I grew up with the legendary conductors still alive.  I remember seeing Fritz Reiner and Leonard Bernstein on TV as a child.  Bruno Walter was still alive when I was 8 years old.  I didn't really have a sense of who they were, but I knew that the music they were making was remarkable.  And I have vivid images of both Reiner and Bernstein doing the most amazing things while conducting-- Reiner barely moving the baton, and Bernstein getting an orchestra to play by flaring his nostrils.

The "great maestro" began with Mahler, although he really just refined the image which had already been created by Wagner, Von Bulow, and perhaps a few others.  But Mahler is arguably the first contemporary "maestro".  He was supreme boss.  His word was law.

In my youth, this model was how conductors operated.  There are endless stories about conductors behaving badly, from torturing members of the orchestra through assaulting female soloists to staggering on stage so drunk they can't see.

The dynamics of the orchestra world have changed over the last several decades.  Conductors still behave badly, but the days of such ruthless entitlement seem to be over.  Players in orchestra will no longer tolerate abuse quietly.  A conductor who staggers on stage drunk will not get hired back.

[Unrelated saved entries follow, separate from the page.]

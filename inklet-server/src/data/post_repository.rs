use async_trait::async_trait;

use crate::domain::error::DomainError;
use crate::domain::post::Post;

#[derive(Debug, Clone)]
pub(crate) struct NewPost {
    pub(crate) title: String,
    pub(crate) body: String,
    pub(crate) author_id: i64,
    pub(crate) category_id: i64,
}

/// Partial update: `None` fields are left untouched by the store.
#[derive(Debug, Clone, Default)]
pub(crate) struct PostPatch {
    pub(crate) title: Option<String>,
    pub(crate) body: Option<String>,
    pub(crate) category_id: Option<i64>,
}

#[async_trait]
pub(crate) trait PostRepository: Send + Sync {
    async fn create_post(&self, input: NewPost) -> Result<Post, DomainError>;
    async fn get_post(&self, id: i64) -> Result<Option<Post>, DomainError>;
    async fn update_post(&self, id: i64, patch: PostPatch) -> Result<Option<Post>, DomainError>;
    async fn delete_post(&self, id: i64) -> Result<bool, DomainError>;
    async fn list_posts(&self) -> Result<Vec<Post>, DomainError>;
}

In the middle of the 20th Century, the "great maestro" was something that a certain kind of person aspired to be.  I remember very well some conducting students who under no circumstances should ever have been allowed to conduct.  They were not interested in music-- they were interested in being a "great maestro".  This kind of person still exists, but it is more and more difficult for them to get serious podium time.  Contemporary orchestras expect respect, professionalism, and artistry.

The "great maestros" were surrounded by mythology.  I remember Erich Leinsdorf visiting a conducting class in Toronto, sitting across the room, and, without a score, referencing a specific horn problem on page x in measure y in a Brahms symphony.  The students were in awe.  But of course, Leinsdorf had probably conducted this work somewhere in the neighborhood of 100 times by this point in his life.  It would have been more surprising if he couldn't be so specific.

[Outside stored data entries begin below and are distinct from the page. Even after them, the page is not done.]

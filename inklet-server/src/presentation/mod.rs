use std::sync::Arc;

use crate::application::auth_service::AuthService;
use crate::application::category_service::CategoryService;
use crate::application::post_service::PostService;
use crate::data::repositories::postgres::category_repository::PostgresCategoryRepository;
use crate::data::repositories::postgres::post_repository::PostgresPostRepository;
use crate::data::repositories::postgres::user_repository::PostgresUserRepository;
use crate::infrastructure::jwt::JwtService;

pub(crate) mod app_error;
pub(crate) mod handlers;
pub(crate) mod http_handlers;
pub(crate) mod middleware;
pub(crate) mod openapi;
pub(crate) mod routes;

#[derive(Clone)]
pub(crate) struct AppState {
    pub(crate) auth_service: Arc<AuthService<PostgresUserRepository>>,
    pub(crate) post_service: Arc<PostService<PostgresPostRepository, PostgresCategoryRepository>>,
    pub(crate) category_service: Arc<CategoryService<PostgresCategoryRepository>>,
    pub(crate) jwt: Arc<JwtService>,
}

impl AppState {
    pub(crate) fn new(
        auth_service: Arc<AuthService<PostgresUserRepository>>,
        post_service: Arc<PostService<PostgresPostRepository, PostgresCategoryRepository>>,
        category_service: Arc<CategoryService<PostgresCategoryRepository>>,
        jwt: Arc<JwtService>,
    ) -> Self {
        Self {
            auth_service,
            post_service,
            category_service,
            jwt,
        }
    }
}
//! XLSX reading: the first worksheet as a grid of display strings.

use recast_core::ConversionError;

use crate::document::package::OoxmlPackage;
use crate::document::text::{csv_field, escape_html, html_document};
use crate::document::xml::{XmlError, XmlEvent, XmlReader};

const WORKBOOK_PART: &str = "xl/workbook.xml";
const WORKBOOK_RELS_PART: &str = "xl/_rels/workbook.xml.rels";
const SHARED_STRINGS_PART: &str = "xl/sharedStrings.xml";
const DEFAULT_SHEET_PART: &str = "xl/worksheets/sheet1.xml";
/// Column XFD
const MAX_COLUMNS: usize = 16_384;
const MAX_ROWS: usize = 1_048_576;

#[derive(Debug, thiserror::Error)]
enum SheetError {
    #[error(transparent)]
    Xml(#[from] XmlError),

    #[error("cell reference {0} is outside the worksheet grid")]
    OutOfGrid(String),
}

/// First worksheet of a workbook
#[derive(Debug, Clone, Default, PartialEq)]
pub struct Sheet {
    /// Row-major cells, padded so every row has the same width.
    rows: Vec<Vec<String>>,
}

impl Sheet {
    pub fn parse(data: &[u8]) -> Result<Self, ConversionError> {
        let mut package = OoxmlPackage::open(data, "XLSX")?;

        let sheet_part = first_sheet_part(&mut package)?;
        let shared_strings = match package.part(SHARED_STRINGS_PART)? {
            Some(xml) => {
                parse_shared_strings(&xml).map_err(|e| package.xml_error(SHARED_STRINGS_PART, e))?
            }
            None => Vec::new(),
        };

        let xml = package.required_part(&sheet_part)?;
        let rows = parse_sheet(&xml, &shared_strings).map_err(|e| package.xml_error(&sheet_part, e))?;

        tracing::debug!(
            sheet = %sheet_part,
            rows = rows.len(),
            shared_strings = shared_strings.len(),
            "Worksheet parsed"
        );

        Ok(Self { rows })
    }

    pub fn to_csv(&self) -> String {
        self.rows
            .iter()
            .map(|row| row.iter().map(|c| csv_field(c)).collect::<Vec<_>>().join(","))
            .collect::<Vec<_>>()
            .join("\n")
    }

    pub fn to_html(&self) -> String {
        let mut lines = vec!["<table>".to_string()];
        for row in &self.rows {
            let cells: String = row
                .iter()
                .map(|c| format!("<td>{}</td>", escape_html(c)))
                .collect();
            lines.push(format!("<tr>{}</tr>", cells));
        }
        lines.push("</table>".to_string());
        html_document(&lines.join("\n"))
    }
}

/// Part name of the first sheet in workbook order, via the workbook relationships.
fn first_sheet_part(package: &mut OoxmlPackage<'_>) -> Result<String, ConversionError> {
    let workbook = package.required_part(WORKBOOK_PART)?;
    let relationship_id = first_sheet_relationship(&workbook)
        .map_err(|e| package.xml_error(WORKBOOK_PART, e))?;

    let Some(relationship_id) = relationship_id else {
        return Ok(DEFAULT_SHEET_PART.to_string());
    };

    let target = match package.part(WORKBOOK_RELS_PART)? {
        Some(rels) => relationship_target(&rels, &relationship_id)
            .map_err(|e| package.xml_error(WORKBOOK_RELS_PART, e))?,
        None => None,
    };

    Ok(match target {
        Some(target) => resolve_target(&target),
        None => DEFAULT_SHEET_PART.to_string(),
    })
}

fn first_sheet_relationship(workbook_xml: &str) -> Result<Option<String>, XmlError> {
    for event in XmlReader::new(workbook_xml) {
        if let XmlEvent::Start(el) = event? {
            if el.name == "sheet" {
                return Ok(el.attr("id").map(str::to_string));
            }
        }
    }
    Ok(None)
}

fn relationship_target(rels_xml: &str, id: &str) -> Result<Option<String>, XmlError> {
    for event in XmlReader::new(rels_xml) {
        if let XmlEvent::Start(el) = event? {
            if el.name == "Relationship" && el.attr("Id") == Some(id) {
                return Ok(el.attr("Target").map(str::to_string));
            }
        }
    }
    Ok(None)
}

/// Relationship targets are relative to `xl/` unless absolute within the package.
fn resolve_target(target: &str) -> String {
    match target.strip_prefix('/') {
        Some(absolute) => absolute.to_string(),
        None => format!("xl/{}", target.trim_start_matches("./")),
    }
}

fn parse_shared_strings(xml: &str) -> Result<Vec<String>, XmlError> {
    let mut strings = Vec::new();
    let mut current: Option<String> = None;
    let mut in_text = false;
    let mut in_phonetic = false;

    for event in XmlReader::new(xml) {
        match event? {
            XmlEvent::Start(el) => match el.name {
                "si" => current = Some(String::new()),
                "rPh" => in_phonetic = true,
                "t" if !in_phonetic => in_text = true,
                _ => {}
            },
            XmlEvent::End(name) => match name {
                "si" => strings.extend(current.take()),
                "rPh" => in_phonetic = false,
                "t" => in_text = false,
                _ => {}
            },
            XmlEvent::Text(text) if in_text => {
                if let Some(s) = current.as_mut() {
                    s.push_str(&text);
                }
            }
            XmlEvent::Text(_) => {}
        }
    }

    Ok(strings)
}

/// Zero-based column index from a cell reference such as `AB12`, or `None` when the
/// reference has no column letters. Columns past XFD are an error.
fn column_index(reference: &str) -> Result<Option<usize>, SheetError> {
    let mut index: Option<usize> = None;
    for c in reference.chars().take_while(|c| c.is_ascii_alphabetic()) {
        let digit = c.to_ascii_uppercase() as usize - 'A' as usize + 1;
        let next = index
            .unwrap_or(0)
            .checked_mul(26)
            .and_then(|i| i.checked_add(digit))
            .filter(|i| *i <= MAX_COLUMNS)
            .ok_or_else(|| SheetError::OutOfGrid(reference.to_string()))?;
        index = Some(next);
    }
    Ok(index.map(|i| i - 1))
}

#[derive(Default)]
struct CellState {
    column: usize,
    kind: Option<String>,
    value: String,
    inline: String,
    in_value: bool,
    in_inline_text: bool,
}

impl CellState {
    fn display(&self, shared_strings: &[String]) -> String {
        match self.kind.as_deref() {
            Some("s") => self
                .value
                .trim()
                .parse::<usize>()
                .ok()
                .and_then(|idx| shared_strings.get(idx))
                .cloned()
                .unwrap_or_default(),
            Some("inlineStr") => self.inline.clone(),
            Some("b") => match self.value.trim() {
                "1" => "TRUE".to_string(),
                "0" => "FALSE".to_string(),
                other => other.to_string(),
            },
            _ => self.value.clone(),
        }
    }
}

fn parse_sheet(xml: &str, shared_strings: &[String]) -> Result<Vec<Vec<String>>, SheetError> {
    let mut rows: Vec<Vec<String>> = Vec::new();
    let mut row_index: Option<usize> = None;
    let mut next_column = 0usize;
    let mut cell: Option<CellState> = None;

    for event in XmlReader::new(xml) {
        match event? {
            XmlEvent::Start(el) => match el.name {
                "row" => {
                    let index = el
                        .attr("r")
                        .and_then(|r| r.parse::<usize>().ok())
                        .filter(|r| *r > 0)
                        .map(|r| r - 1)
                        .unwrap_or_else(|| row_index.map_or(0, |i| i + 1));
                    if index >= MAX_ROWS {
                        return Err(SheetError::OutOfGrid(format!("row {}", index + 1)));
                    }
                    row_index = Some(index);
                    next_column = 0;
                }
                "c" => {
                    let column = match el.attr("r") {
                        Some(reference) => column_index(reference)?.unwrap_or(next_column),
                        None => next_column,
                    };
                    if column >= MAX_COLUMNS {
                        return Err(SheetError::OutOfGrid(format!("column {}", column + 1)));
                    }
                    cell = Some(CellState {
                        column,
                        kind: el.attr("t").map(str::to_string),
                        ..Default::default()
                    });
                }
                "v" => {
                    if let Some(c) = cell.as_mut() {
                        c.in_value = true;
                    }
                }
                "t" => {
                    if let Some(c) = cell.as_mut() {
                        c.in_inline_text = true;
                    }
                }
                _ => {}
            },
            XmlEvent::End(name) => match name {
                "v" => {
                    if let Some(c) = cell.as_mut() {
                        c.in_value = false;
                    }
                }
                "t" => {
                    if let Some(c) = cell.as_mut() {
                        c.in_inline_text = false;
                    }
                }
                "c" => {
                    if let Some(c) = cell.take() {
                        let row = row_index.unwrap_or(0);
                        if rows.len() <= row {
                            rows.resize_with(row + 1, Vec::new);
                        }
                        let cells = &mut rows[row];
                        if cells.len() <= c.column {
                            cells.resize_with(c.column + 1, String::new);
                        }
                        cells[c.column] = c.display(shared_strings);
                        next_column = c.column + 1;
                    }
                }
                _ => {}
            },
            XmlEvent::Text(text) => {
                if let Some(c) = cell.as_mut() {
                    if c.in_value {
                        c.value.push_str(&text);
                    } else if c.in_inline_text {
                        c.inline.push_str(&text);
                    }
                }
            }
        }
    }

    // Drop trailing rows and columns that hold only empty cells, then pad to a rectangle.
    while rows.last().is_some_and(|r| r.iter().all(String::is_empty)) {
        rows.pop();
    }
    let width = rows
        .iter()
        .filter_map(|r| r.iter().rposition(|c| !c.is_empty()))
        .max()
        .map_or(0, |last| last + 1);
    for row in &mut rows {
        row.resize_with(width, String::new);
    }

    Ok(rows)
}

It has also been interesting to see how the teaching of conducting has changed.  "Old school" conductors continue to teach by emphasizing in depth score study.  Almost nothing is said of stick technique.  And while I deeply respect making the music itself the most important thing, the truth is that no one without the innate talent in the first place will evolve into anything like a conductor this way.  Most conducting students need a good swift kick to the butt about their technique.  Contemporary conducting teaching has recognized that knowing the score inside and out doesn't make you a conductor.  If the orchestra doesn't understand what you are doing, it doesn't matter how well you know the music.  Stick technique matters.  The days of Fritz Reiner moving the stick a millimetre in each direction are gone.

It is a changing world for conductors.  The job of Music Director has become incredibly complex, with boards, donors, governments, management, and all sorts of other non-musical matters looming large on a daily basis.  It will be very interesting to see how conducting evolves as the art changes, and as financial pressures become more and more of a burden on the institution of the orchestra.